## TASK DIRECTIONS:
Report every line in the records below that holds the word "selected".

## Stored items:
********
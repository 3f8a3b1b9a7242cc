//! In-memory fakes for storage traits (testing only)
//!
//! `MemoryBlobStore` satisfies the [`BlobStore`] contract without any
//! external dependencies, can be told to fail specific keys, and records
//! every mutation together with the key set visible right after it.

use std::collections::{BTreeMap, BTreeSet, HashSet};
use std::sync::Mutex;

use async_trait::async_trait;

use crate::error::StorageError;
use crate::storage_traits::*;

/// A single mutation observed by the store.
#[derive(Debug, Clone, PartialEq, Eq)]
pub enum StoreOp {
    Put(String),
    Delete(String),
}

/// A mutation plus the keys present immediately after it was applied.
#[derive(Debug, Clone)]
pub struct StoreEvent {
    pub op: StoreOp,
    pub keys_after: BTreeSet<String>,
}

#[derive(Debug, Default)]
struct Failures {
    puts: HashSet<String>,
    deletes: HashSet<String>,
    gets: HashSet<String>,
}

/// In-memory bucket backed by a `BTreeMap<key, object>`.
#[derive(Debug, Default)]
pub struct MemoryBlobStore {
    objects: Mutex<BTreeMap<String, StoredObject>>,
    failures: Mutex<Failures>,
    history: Mutex<Vec<StoreEvent>>,
}

impl MemoryBlobStore {
    pub fn new() -> Self {
        Self::default()
    }

    /// Seed an object without recording it in the history.
    pub fn insert(&self, key: &str, data: &[u8]) {
        self.objects.lock().unwrap().insert(
            key.to_string(),
            StoredObject {
                data: data.to_vec(),
                attributes: ObjectAttributes::default(),
            },
        );
    }

    /// Make every `put` of `key` fail with a backend error.
    pub fn fail_put(&self, key: &str) {
        self.failures.lock().unwrap().puts.insert(key.to_string());
    }

    /// Make every `delete` of `key` fail with a backend error.
    pub fn fail_delete(&self, key: &str) {
        self.failures.lock().unwrap().deletes.insert(key.to_string());
    }

    /// Make every `get` of `key` fail with a backend error.
    pub fn fail_get(&self, key: &str) {
        self.failures.lock().unwrap().gets.insert(key.to_string());
    }

    pub fn object(&self, key: &str) -> Option<StoredObject> {
        self.objects.lock().unwrap().get(key).cloned()
    }

    pub fn keys(&self) -> BTreeSet<String> {
        self.objects.lock().unwrap().keys().cloned().collect()
    }

    pub fn history(&self) -> Vec<StoreEvent> {
        self.history.lock().unwrap().clone()
    }

    pub fn clear_history(&self) {
        self.history.lock().unwrap().clear();
    }

    fn record(&self, op: StoreOp, objects: &BTreeMap<String, StoredObject>) {
        self.history.lock().unwrap().push(StoreEvent {
            op,
            keys_after: objects.keys().cloned().collect(),
        });
    }
}

fn injected(action: &str, key: &str) -> StorageError {
    StorageError::Backend(format!("injected {action} failure for '{key}'"))
}

#[async_trait]
impl BlobStore for MemoryBlobStore {
    async fn put(
        &self,
        key: &str,
        data: &[u8],
        attributes: &ObjectAttributes,
    ) -> StorageResult<()> {
        validate_key(key)?;
        if self.failures.lock().unwrap().puts.contains(key) {
            return Err(injected("put", key));
        }
        let mut objects = self.objects.lock().unwrap();
        objects.insert(
            key.to_string(),
            StoredObject {
                data: data.to_vec(),
                attributes: attributes.clone(),
            },
        );
        self.record(StoreOp::Put(key.to_string()), &objects);
        Ok(())
    }

    async fn get(&self, key: &str) -> StorageResult<Vec<u8>> {
        if self.failures.lock().unwrap().gets.contains(key) {
            return Err(injected("get", key));
        }
        let objects = self.objects.lock().unwrap();
        objects
            .get(key)
            .map(|o| o.data.clone())
            .ok_or_else(|| StorageError::NotFound {
                key: key.to_string(),
            })
    }

    async fn delete(&self, key: &str) -> StorageResult<()> {
        if self.failures.lock().unwrap().deletes.contains(key) {
            return Err(injected("delete", key));
        }
        let mut objects = self.objects.lock().unwrap();
        if objects.remove(key).is_some() {
            self.record(StoreOp::Delete(key.to_string()), &objects);
        }
        Ok(())
    }

    async fn list(&self, prefix: Option<&str>) -> StorageResult<Vec<String>> {
        let objects = self.objects.lock().unwrap();
        Ok(objects
            .keys()
            .filter(|k| prefix.map_or(true, |p| k.starts_with(p)))
            .cloned()
            .collect())
    }

    async fn contains(&self, key: &str) -> StorageResult<bool> {
        Ok(self.objects.lock().unwrap().contains_key(key))
    }
}
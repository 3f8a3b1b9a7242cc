//! Archive manifests and the state carried between deployments.

use serde::{Deserialize, Serialize};
use sitedeploy_store::StorageLocation;

use crate::fingerprint::BuildId;
use crate::lifecycle::DeploymentProperties;

#[derive(Debug, Clone, PartialEq, Eq, Serialize, Deserialize)]
pub struct ManifestEntry {
    pub archive_index: usize,
    pub location: StorageLocation,
}

/// Where each archive of one deployment attempt lives. Never mutated.
#[derive(Debug, Clone, PartialEq, Eq, Default, Serialize, Deserialize)]
pub struct ArchiveManifest {
    entries: Vec<ManifestEntry>,
}

impl ArchiveManifest {
    /// Index archives in the order given.
    pub fn from_sources<I>(sources: I) -> Self
    where
        I: IntoIterator<Item = StorageLocation>,
    {
        let entries = sources
            .into_iter()
            .enumerate()
            .map(|(archive_index, location)| ManifestEntry {
                archive_index,
                location,
            })
            .collect();
        Self { entries }
    }

    pub fn entries(&self) -> &[ManifestEntry] {
        &self.entries
    }

    pub fn len(&self) -> usize {
        self.entries.len()
    }

    pub fn is_empty(&self) -> bool {
        self.entries.is_empty()
    }

    /// The `Sources` request property for this manifest.
    pub fn sources(&self) -> Vec<StorageLocation> {
        self.entries.iter().map(|e| e.location.clone()).collect()
    }
}

/// What the previous successful deployment left behind.
///
/// The provisioning engine owns this; the handler only sees it through the
/// `OldResourceProperties` of an Update or the properties of a Delete.
#[derive(Debug, Clone, PartialEq, Eq, Default)]
pub struct DeploymentState {
    pub previous_manifest: Option<ArchiveManifest>,
    pub previous_filenames: Option<StorageLocation>,
    pub previous_build_id: Option<BuildId>,
}

impl DeploymentState {
    pub fn from_properties(props: Option<&DeploymentProperties>) -> Self {
        match props {
            Some(p) => Self {
                previous_manifest: Some(ArchiveManifest::from_sources(p.sources.iter().cloned())),
                previous_filenames: p.filenames.clone(),
                previous_build_id: p.build_id.clone(),
            },
            None => Self::default(),
        }
    }

    pub fn is_first_deployment(&self) -> bool {
        self.previous_manifest.is_none()
    }
}
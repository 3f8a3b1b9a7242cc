//! Tracing setup for sitedeploy binaries.
//!
//! Filter precedence: `SITEDEPLOY_LOG`, then `RUST_LOG`, then the level the
//! caller passes in.

use tracing::Level;
use tracing_subscriber::layer::SubscriberExt;
use tracing_subscriber::util::SubscriberInitExt;
use tracing_subscriber::{fmt, EnvFilter};

/// Environment variable consulted before `RUST_LOG`.
pub const LOG_ENV: &str = "SITEDEPLOY_LOG";

/// Output format for log lines.
#[derive(Debug, Clone, Copy, PartialEq, Eq, Default)]
pub enum LogFormat {
    #[default]
    Text,
    /// Newline-delimited JSON, one object per event.
    Json,
}

fn env_filter(level: Level) -> EnvFilter {
    EnvFilter::try_from_env(LOG_ENV)
        .or_else(|_| EnvFilter::try_from_default_env())
        .unwrap_or_else(|_| EnvFilter::new(level.as_str()))
}

/// Install the global subscriber. Later calls are ignored.
pub fn init_tracing(format: LogFormat, level: Level) {
    let filter = env_filter(level);
    // Logs go to stderr so stdout stays machine-readable (JSON summaries, tokens).
    let layer = fmt::layer().with_target(false).with_writer(std::io::stderr);

    let result = match format {
        LogFormat::Json => tracing_subscriber::registry()
            .with(filter)
            .with(layer.json())
            .try_init(),
        LogFormat::Text => tracing_subscriber::registry()
            .with(filter)
            .with(layer)
            .try_init(),
    };
    result.ok();
}
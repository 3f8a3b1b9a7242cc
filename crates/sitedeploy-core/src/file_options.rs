//! Per-path object attributes.
//!
//! A [`FileOptionRule`] is the typed form of one `FileOptions` entry on the
//! wire, e.g. `["--exclude", "*", "--include", "*.html", "--cache-control",
//! "max-age=0"]`. Filters follow `aws s3 cp` semantics: every path starts out
//! selected, and each filter that matches the path flips it to excluded or
//! included, with later filters winning. Rules are evaluated in declaration
//! order and the last selecting rule decides each attribute.

use std::fmt;

use regex::Regex;
use serde::{Deserialize, Serialize};
use sitedeploy_store::ObjectAttributes;

use crate::error::{DeployError, Result};

pub const HTML_CACHE_CONTROL: &str = "max-age=0,no-cache,no-store,must-revalidate";
pub const IMMUTABLE_CACHE_CONTROL: &str = "max-age=31536000,public,immutable";

/// A compiled fnmatch-style pattern. `*` also matches `/`.
#[derive(Clone)]
pub struct GlobPattern {
    source: String,
    regex: Regex,
}

impl GlobPattern {
    pub fn new(pattern: &str) -> Result<Self> {
        let regex = Regex::new(&translate(pattern)).map_err(|e| DeployError::InvalidPattern {
            pattern: pattern.to_string(),
            reason: e.to_string(),
        })?;
        Ok(Self {
            source: pattern.to_string(),
            regex,
        })
    }

    pub fn as_str(&self) -> &str {
        &self.source
    }

    pub fn matches(&self, path: &str) -> bool {
        self.regex.is_match(path)
    }
}

impl fmt::Debug for GlobPattern {
    fn fmt(&self, f: &mut fmt::Formatter<'_>) -> fmt::Result {
        f.debug_tuple("GlobPattern").field(&self.source).finish()
    }
}

impl PartialEq for GlobPattern {
    fn eq(&self, other: &Self) -> bool {
        self.source == other.source
    }
}

impl Eq for GlobPattern {}

fn translate(pattern: &str) -> String {
    let chars: Vec<char> = pattern.chars().collect();
    let mut out = String::from("^");
    let mut i = 0;
    while i < chars.len() {
        match chars[i] {
            '*' => out.push_str(".*"),
            '?' => out.push('.'),
            '[' => match class_end(&chars, i) {
                Some(end) => {
                    let mut body: String = chars[i + 1..end].iter().collect();
                    out.push('[');
                    if let Some(rest) = body.strip_prefix('!') {
                        out.push('^');
                        body = rest.to_string();
                    }
                    out.push_str(&body.replace('\\', "\\\\").replace('[', "\\["));
                    out.push(']');
                    i = end;
                }
                None => out.push_str("\\["),
            },
            c => out.push_str(&regex::escape(c.encode_utf8(&mut [0u8; 4]))),
        }
        i += 1;
    }
    out.push('$');
    out
}

/// Index of the `]` closing the class opened at `start`, if any.
fn class_end(chars: &[char], start: usize) -> Option<usize> {
    let mut j = start + 1;
    if chars.get(j) == Some(&'!') {
        j += 1;
    }
    // A leading `]` is a literal member.
    if chars.get(j) == Some(&']') {
        j += 1;
    }
    while j < chars.len() {
        if chars[j] == ']' {
            return Some(j);
        }
        j += 1;
    }
    None
}

#[derive(Debug, Clone, PartialEq, Eq)]
pub enum Filter {
    Exclude(GlobPattern),
    Include(GlobPattern),
}

/// One ordered group of filters plus the attributes it assigns.
#[derive(Debug, Clone, PartialEq, Eq, Default, Serialize, Deserialize)]
#[serde(try_from = "Vec<String>", into = "Vec<String>")]
pub struct FileOptionRule {
    pub filters: Vec<Filter>,
    pub cache_control: Option<String>,
    pub content_type: Option<String>,
}

impl FileOptionRule {
    pub fn new() -> Self {
        Self::default()
    }

    pub fn exclude(mut self, pattern: &str) -> Result<Self> {
        self.filters.push(Filter::Exclude(GlobPattern::new(pattern)?));
        Ok(self)
    }

    pub fn include(mut self, pattern: &str) -> Result<Self> {
        self.filters.push(Filter::Include(GlobPattern::new(pattern)?));
        Ok(self)
    }

    pub fn with_cache_control(mut self, value: impl Into<String>) -> Self {
        self.cache_control = Some(value.into());
        self
    }

    pub fn with_content_type(mut self, value: impl Into<String>) -> Self {
        self.content_type = Some(value.into());
        self
    }

    /// Parse the flat `--flag value` wire form.
    pub fn parse<S: AsRef<str>>(args: &[S]) -> Result<Self> {
        let mut rule = Self::new();
        let mut iter = args.iter().map(AsRef::as_ref);
        while let Some(flag) = iter.next() {
            let (flag, inline) = match flag.split_once('=') {
                Some((f, v)) if f.starts_with("--") => (f, Some(v)),
                _ => (flag, None),
            };
            let value = match inline {
                Some(v) => v,
                None => iter.next().ok_or_else(|| {
                    DeployError::InvalidFileOption(format!("{flag} is missing a value"))
                })?,
            };
            rule = match flag {
                "--exclude" => rule.exclude(value)?,
                "--include" => rule.include(value)?,
                "--cache-control" => rule.with_cache_control(value),
                "--content-type" => rule.with_content_type(value),
                other => {
                    return Err(DeployError::InvalidFileOption(format!(
                        "unsupported flag '{other}'"
                    )))
                }
            };
        }
        Ok(rule)
    }

    /// The wire form accepted by [`FileOptionRule::parse`].
    pub fn to_args(&self) -> Vec<String> {
        let mut args = Vec::new();
        for filter in &self.filters {
            let (flag, pattern) = match filter {
                Filter::Exclude(p) => ("--exclude", p),
                Filter::Include(p) => ("--include", p),
            };
            args.push(flag.to_string());
            args.push(pattern.as_str().to_string());
        }
        if let Some(cc) = &self.cache_control {
            args.push("--cache-control".to_string());
            args.push(cc.clone());
        }
        if let Some(ct) = &self.content_type {
            args.push("--content-type".to_string());
            args.push(ct.clone());
        }
        args
    }

    /// Whether the filters leave `path` selected.
    pub fn selects(&self, path: &str) -> bool {
        self.filters.iter().fold(true, |selected, filter| match filter {
            Filter::Exclude(p) if p.matches(path) => false,
            Filter::Include(p) if p.matches(path) => true,
            _ => selected,
        })
    }
}

impl TryFrom<Vec<String>> for FileOptionRule {
    type Error = DeployError;

    fn try_from(args: Vec<String>) -> Result<Self> {
        Self::parse(&args)
    }
}

impl From<FileOptionRule> for Vec<String> {
    fn from(rule: FileOptionRule) -> Self {
        rule.to_args()
    }
}

/// HTML is never cached; scripts and stylesheets are treated as immutable.
pub fn default_rules() -> Result<Vec<FileOptionRule>> {
    Ok(vec![
        FileOptionRule::new()
            .exclude("*")?
            .include("*.html")?
            .with_cache_control(HTML_CACHE_CONTROL),
        FileOptionRule::new()
            .exclude("*")?
            .include("*.js")?
            .include("*.css")?
            .with_cache_control(IMMUTABLE_CACHE_CONTROL),
    ])
}

/// Attributes for `path`: the last selecting rule wins per attribute and the
/// content type falls back to a guess from the extension.
pub fn attributes_for(rules: &[FileOptionRule], path: &str) -> ObjectAttributes {
    let mut attrs = ObjectAttributes::default();
    for rule in rules.iter().filter(|r| r.selects(path)) {
        if let Some(cc) = &rule.cache_control {
            attrs.cache_control = Some(cc.clone());
        }
        if let Some(ct) = &rule.content_type {
            attrs.content_type = Some(ct.clone());
        }
    }
    if attrs.content_type.is_none() {
        attrs.content_type = mime_guess::from_path(path).first_raw().map(str::to_string);
    }
    attrs
}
********
## RESPONSE BOX:
//! selected, and each filter that matches the path flips it to excluded or
    /// Whether the filters leave `path` selected.
        self.filters.iter().fold(true, |selected, filter| match filter {
            _ => selected,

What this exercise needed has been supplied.